• _Records to process_
- - - - - - -

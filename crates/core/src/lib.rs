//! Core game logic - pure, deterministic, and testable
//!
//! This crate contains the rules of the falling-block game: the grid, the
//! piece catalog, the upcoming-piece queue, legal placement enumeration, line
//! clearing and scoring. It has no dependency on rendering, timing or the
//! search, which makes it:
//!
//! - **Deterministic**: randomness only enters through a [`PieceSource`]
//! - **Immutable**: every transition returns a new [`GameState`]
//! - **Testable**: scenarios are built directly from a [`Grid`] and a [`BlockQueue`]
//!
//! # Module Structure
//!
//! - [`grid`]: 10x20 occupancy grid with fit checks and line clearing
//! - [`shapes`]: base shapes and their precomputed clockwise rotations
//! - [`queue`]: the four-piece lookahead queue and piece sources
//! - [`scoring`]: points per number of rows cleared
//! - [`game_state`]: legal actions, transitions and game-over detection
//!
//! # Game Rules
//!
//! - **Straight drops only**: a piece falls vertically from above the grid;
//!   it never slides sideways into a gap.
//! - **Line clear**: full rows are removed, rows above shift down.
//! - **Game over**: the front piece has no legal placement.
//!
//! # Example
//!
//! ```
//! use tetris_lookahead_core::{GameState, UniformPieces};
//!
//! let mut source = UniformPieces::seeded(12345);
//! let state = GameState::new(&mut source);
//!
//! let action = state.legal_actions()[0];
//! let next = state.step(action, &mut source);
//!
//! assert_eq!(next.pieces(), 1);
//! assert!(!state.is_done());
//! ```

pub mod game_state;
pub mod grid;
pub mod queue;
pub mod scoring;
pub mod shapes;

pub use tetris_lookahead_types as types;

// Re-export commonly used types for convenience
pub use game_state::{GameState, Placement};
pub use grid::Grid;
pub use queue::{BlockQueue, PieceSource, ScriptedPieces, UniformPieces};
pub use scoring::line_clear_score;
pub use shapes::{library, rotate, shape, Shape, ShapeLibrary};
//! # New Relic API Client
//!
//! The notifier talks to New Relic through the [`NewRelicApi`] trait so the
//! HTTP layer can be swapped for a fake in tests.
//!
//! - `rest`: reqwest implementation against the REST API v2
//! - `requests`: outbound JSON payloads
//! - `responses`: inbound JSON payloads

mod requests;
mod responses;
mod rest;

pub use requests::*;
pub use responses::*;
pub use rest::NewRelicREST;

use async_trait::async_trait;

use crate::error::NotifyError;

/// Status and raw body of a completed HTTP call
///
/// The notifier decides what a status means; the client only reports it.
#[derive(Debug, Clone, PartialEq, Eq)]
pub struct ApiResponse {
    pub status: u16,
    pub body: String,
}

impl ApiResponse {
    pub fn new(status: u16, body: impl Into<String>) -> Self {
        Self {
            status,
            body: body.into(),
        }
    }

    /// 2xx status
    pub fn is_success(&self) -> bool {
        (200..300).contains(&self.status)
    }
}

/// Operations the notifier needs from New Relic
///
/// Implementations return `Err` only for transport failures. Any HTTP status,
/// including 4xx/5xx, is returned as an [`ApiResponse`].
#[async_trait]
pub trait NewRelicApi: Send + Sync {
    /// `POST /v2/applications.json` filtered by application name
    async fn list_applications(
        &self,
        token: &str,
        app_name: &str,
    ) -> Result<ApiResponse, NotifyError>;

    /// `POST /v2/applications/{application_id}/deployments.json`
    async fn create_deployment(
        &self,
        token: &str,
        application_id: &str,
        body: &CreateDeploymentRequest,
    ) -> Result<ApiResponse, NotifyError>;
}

- - - - - - -

• _What is being asked_
A complete, exact transcription of the data above is the required answer.

• _Result for this task_
filename crates/core/src/lib.rs
//! Core game logic - pure, deterministic, and testable
//!
//! This crate contains the rules of the falling-block game: the grid, the
//! piece catalog, the upcoming-piece queue, legal placement enumeration, line
//! clearing and scoring. It has no dependency on rendering, timing or the
//! search, which makes it:
//!
//! - **Deterministic**: randomness only enters through a [`PieceSource`]
//! - **Immutable**: every transition returns a new [`GameState`]
//! - **Testable**: scenarios are built directly from a [`Grid`] and a [`BlockQueue`]
//!
//! # Module Structure
//!
//! - [`grid`]: 10x20 occupancy grid with fit checks and line clearing
//! - [`shapes`]: base shapes and their precomputed clockwise rotations
//! - [`queue`]: the four-piece lookahead queue and piece sources
//! - [`scoring`]: points per number of rows cleared
//! - [`game_state`]: legal actions, transitions and game-over detection
//!
//! # Game Rules
//!
//! - **Straight drops only**: a piece falls vertically from above the grid;
//!   it never slides sideways into a gap.
//! - **Line clear**: full rows are removed, rows above shift down.
//! - **Game over**: the front piece has no legal placement.
//!
//! # Example
//!
//! ```
//! use tetris_lookahead_core::{GameState, UniformPieces};
//!
//! let mut source = UniformPieces::seeded(12345);
//! let state = GameState::new(&mut source);
//!
//! let action = state.legal_actions()[0];
//! let next = state.step(action, &mut source);
//!
//! assert_eq!(next.pieces(), 1);
//! assert!(!state.is_done());
//! ```

pub mod game_state;
pub mod grid;
pub mod queue;
pub mod scoring;
pub mod shapes;

pub use tetris_lookahead_types as types;

// Re-export commonly used types for convenience
pub use game_state::{GameState, Placement};
pub use grid::Grid;
pub use queue::{BlockQueue, PieceSource, ScriptedPieces, UniformPieces};
pub use scoring::line_clear_score;
pub use shapes::{library, rotate, shape, Shape, ShapeLibrary};
//! # New Relic API Client
//!
//! The notifier talks to New Relic through the [`NewRelicApi`] trait so the
//! HTTP layer can be swapped for a fake in tests.
//!
//! - `rest`: reqwest implementation against the REST API v2
//! - `requests`: outbound JSON payloads
//! - `responses`: inbound JSON payloads

mod requests;
mod responses;
mod rest;

pub use requests::*;
pub use responses::*;
pub use rest::NewRelicREST;

use async_trait::async_trait;

use crate::error::NotifyError;

/// Status and raw body of a completed HTTP call
///
/// The notifier decides what a status means; the client only reports it.
#[derive(Debug, Clone, PartialEq, Eq)]
pub struct ApiResponse {
    pub status: u16,
    pub body: String,
}

impl ApiResponse {
    pub fn new(status: u16, body: impl Into<String>) -> Self {
        Self {
            status,
            body: body.into(),
        }
    }

    /// 2xx status
    pub fn is_success(&self) -> bool {
        (200..300).contains(&self.status)
    }
}

/// Operations the notifier needs from New Relic
///
/// Implementations return `Err` only for transport failures. Any HTTP status,
/// including 4xx/5xx, is returned as an [`ApiResponse`].
#[async_trait]
pub trait NewRelicApi: Send + Sync {
    /// `POST /v2/applications.json` filtered by application name
    async fn list_applications(
        &self,
        token: &str,
        app_name: &str,
    ) -> Result<ApiResponse, NotifyError>;

    /// `POST /v2/applications/{application_id}/deployments.json`
    async fn create_deployment(
        &self,
        token: &str,
        application_id: &str,
        body: &CreateDeploymentRequest,
    ) -> Result<ApiResponse, NotifyError>;
}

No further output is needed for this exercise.